Whenever a line in the entries below contains "iter", copy that line.

(AVAILABLE DATA begins)

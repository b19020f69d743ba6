// Regular query grids

use crate::error::{Error, Result};

use nalgebra::DMatrix;

/// A regular grid over a box, one axis per dimension, both ends of each axis included.
#[derive(Debug, Clone, PartialEq)]
pub struct GridDescriptor {
    limits: Vec<(f64, f64)>,
    n_points: Vec<usize>,
}

impl GridDescriptor {
    pub fn new(limits: &[(f64, f64)], n_points: &[usize]) -> Result<Self> {
        if limits.is_empty() {
            return Err(Error::InvalidGrid {
                detail: "at least one axis is required".to_string(),
            });
        }
        if limits.len() != n_points.len() {
            return Err(Error::InvalidGrid {
                detail: format!(
                    "{} axis limits but {} point counts",
                    limits.len(),
                    n_points.len()
                ),
            });
        }
        for (axis, (&(lower, upper), &n)) in limits.iter().zip(n_points.iter()).enumerate() {
            if !(lower < upper) || !lower.is_finite() || !upper.is_finite() {
                return Err(Error::InvalidGrid {
                    detail: format!("axis {} has limits [{}, {}]", axis, lower, upper),
                });
            }
            if n < 2 {
                return Err(Error::InvalidGrid {
                    detail: format!("axis {} has {} points, at least 2 are required", axis, n),
                });
            }
        }
        Ok(Self {
            limits: limits.to_vec(),
            n_points: n_points.to_vec(),
        })
    }

    pub fn dim(&self) -> usize {
        self.limits.len()
    }

    pub fn n_points(&self) -> usize {
        self.n_points.iter().product()
    }

    /// Spacing between neighboring points along each axis.
    pub fn steps(&self) -> Vec<f64> {
        self.limits
            .iter()
            .zip(self.n_points.iter())
            .map(|(&(lower, upper), &n)| (upper - lower) / (n - 1) as f64)
            .collect()
    }

    pub fn cell_volume(&self) -> f64 {
        self.steps().iter().product()
    }

    /// All grid points as rows; the last axis varies fastest.
    pub fn make_grid(&self) -> DMatrix<f64> {
        let steps = self.steps();
        let dim = self.dim();
        DMatrix::from_fn(self.n_points(), dim, |row, axis| {
            let stride: usize = self.n_points[axis + 1..].iter().product();
            let index = (row / stride) % self.n_points[axis];
            self.limits[axis].0 + steps[axis] * index as f64
        })
    }

    /// Riemann sum of `density` sampled at the grid points.
    pub fn integrate(&self, density: &[f64]) -> Result<f64> {
        if density.len() != self.n_points() {
            return Err(Error::LengthMismatch {
                what: "density",
                expected: self.n_points(),
                actual: density.len(),
            });
        }
        Ok(density.iter().sum::<f64>() * self.cell_volume())
    }
}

(AVAILABLE DATA ends)

EXPECTED OUTPUT:
        for (axis, (&(lower, upper), &n)) in limits.iter().zip(n_points.iter()).enumerate() {
        self.n_points.iter().product()
            .iter()
            .zip(self.n_points.iter())
        self.steps().iter().product()
            let stride: usize = self.n_points[axis + 1..].iter().product();
        Ok(density.iter().sum::<f64>() * self.cell_volume())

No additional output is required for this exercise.